Honey bee plants for acid soils

Devil's bit scabious

Below is a list of honey bee plants that do well on acid soils.

Trees and shrubs

Norway maple

Norway maple

Acers   All acers produce pollen but some won’t produce nectar in the UK.  Flowering time is generally April to May.

Bilberry or whortleberry Vaccinum myrtillus.  Produces nectar and pollen in April, May and June.  Related to the American blueberry, these aren’t cultivated but can be used to make preserves.  They are too acidic to eat raw!

Cherry laurel Prunus laurocerasus  Good nectar and pollen through spring with the bonus that the undersides of young leaves have nectar even when it is not in flower. Handy when nectar is scarce.  Not everyone’s favourite look though.

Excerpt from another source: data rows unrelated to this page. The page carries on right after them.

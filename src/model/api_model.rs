//! Bodies accepted and returned by the HTTP api

use chrono::{DateTime, Utc};
use chrono_tz::Tz;
use serde::{Deserialize, Deserializer, Serialize};
use serde_json::Value;

use super::db_model::StopDb;
use crate::utils::format_timestamp;

#[derive(Debug, Clone, Serialize, Deserialize, PartialEq)]
pub struct Link {
    pub href: String,
}

#[derive(Debug, Clone, Serialize, Deserialize, PartialEq)]
pub struct StopLinks {
    #[serde(rename = "self")]
    pub self_link: Link,
    #[serde(skip_serializing_if = "Option::is_none")]
    pub prev: Option<Link>,
    #[serde(skip_serializing_if = "Option::is_none")]
    pub next: Option<Link>,
}

impl StopLinks {
    pub fn to_self(self_link: Link) -> Self {
        StopLinks {
            self_link,
            prev: None,
            next: None,
        }
    }
}

/// Returned by search, patch and everywhere a stop is only referenced
#[derive(Debug, Clone, Serialize, Deserialize, PartialEq)]
pub struct StopSummary {
    pub stop_id: i64,
    pub last_updated: String,
    #[serde(rename = "_links")]
    pub links: StopLinks,
}

/// A single stop, projected onto the requested fields
#[derive(Debug, Clone, Serialize, Deserialize, PartialEq)]
pub struct StopDetails {
    pub stop_id: i64,
    #[serde(skip_serializing_if = "Option::is_none")]
    pub last_updated: Option<String>,
    #[serde(skip_serializing_if = "Option::is_none")]
    pub name: Option<String>,
    #[serde(skip_serializing_if = "Option::is_none")]
    pub latitude: Option<f64>,
    #[serde(skip_serializing_if = "Option::is_none")]
    pub longitude: Option<f64>,
    #[serde(skip_serializing_if = "Option::is_none")]
    pub next_departure: Option<String>,
    #[serde(rename = "_links")]
    pub links: StopLinks,
}

#[derive(Debug, Clone, Serialize, Deserialize, PartialEq)]
pub struct StopDeleted {
    pub message: String,
    pub stop_id: i64,
}

#[derive(Debug, Clone, Serialize, Deserialize, PartialEq)]
pub struct OperatorProfile {
    pub operator_name: String,
    pub information: String,
}

#[derive(Debug, Clone, Serialize, Deserialize, PartialEq)]
pub struct OperatorProfiles {
    pub stop_id: i64,
    pub profiles: Vec<OperatorProfile>,
}

/// Body of `PATCH /stops/{id}`.
///
/// `stop_id` and `_links` are accepted by the parser only so they can be
/// rejected with a proper message.
#[derive(Debug, Clone, Default, Deserialize)]
#[serde(deny_unknown_fields)]
pub struct StopPatch {
    pub name: Option<String>,
    pub latitude: Option<f64>,
    pub longitude: Option<f64>,
    pub last_updated: Option<String>,
    /// Derived from live departures, never stored
    pub next_departure: Option<String>,
    #[serde(default, deserialize_with = "present")]
    pub stop_id: Option<Value>,
    #[serde(rename = "_links", default, deserialize_with = "present")]
    pub links: Option<Value>,
}

/// Marks a key as given even when its value is `null`
fn present<'de, D>(deserializer: D) -> Result<Option<Value>, D::Error>
where
    D: Deserializer<'de>,
{
    Value::deserialize(deserializer).map(Some)
}

impl StopPatch {
    pub fn is_empty(&self) -> bool {
        self.name.is_none()
            && self.latitude.is_none()
            && self.longitude.is_none()
            && self.last_updated.is_none()
            && self.next_departure.is_none()
            && self.stop_id.is_none()
            && self.links.is_none()
    }

    pub fn touches_identity(&self) -> bool {
        self.stop_id.is_some() || self.links.is_some()
    }

    /// Fills every field the patch leaves out from `current`, except
    /// `last_updated` which falls back to `now`
    pub fn resolve(self, current: &StopDb, now: DateTime<Utc>, tz: Tz) -> StopDb {
        StopDb {
            stop_id: current.stop_id,
            last_updated: self
                .last_updated
                .unwrap_or_else(|| format_timestamp(now, tz)),
            name: self.name.unwrap_or_else(|| current.name.clone()),
            latitude: self.latitude.unwrap_or(current.latitude),
            longitude: self.longitude.unwrap_or(current.longitude),
        }
    }
}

Daphne Daphne odora, D. mezereum, D. bholua  Daphnes are often chosen for their intoxicating scent and as they flower in mid-winter are often grown near the house.  They can offer both nectar and pollen to honey bees when temperatures are clement enough for them to fly.

Gorse

Gorse

Gorse Ulex europaeus, U. minor.   From the legume (pea) family, gorse provides excellent pollen but not much if any nectar.  The main flowering period for common gorse (U. europaeus) is April but it you can see some flower at any time of year!

Heather

Heather

Heather and heaths   The other stalwart (with gorse) honey bee plant  is heather.  Calluna vulgaris, the traditional heather honey, and flowers between July and November.  Erica carnea is the ‘winter heath’.  By selecting differnet cultivars the flowering period can be extended from December to April.  This species can survive in alkaline conditions but is happiest in a more acidic environment.  Erica cinerea (bell heather), E. tetralix (cross-leaved heath) and E. vagans (Cornish heath) flower between June and November.  All are excellent honey bee plants it’s just a question of overcoming their seventies image.  Check out this contemporary design with them.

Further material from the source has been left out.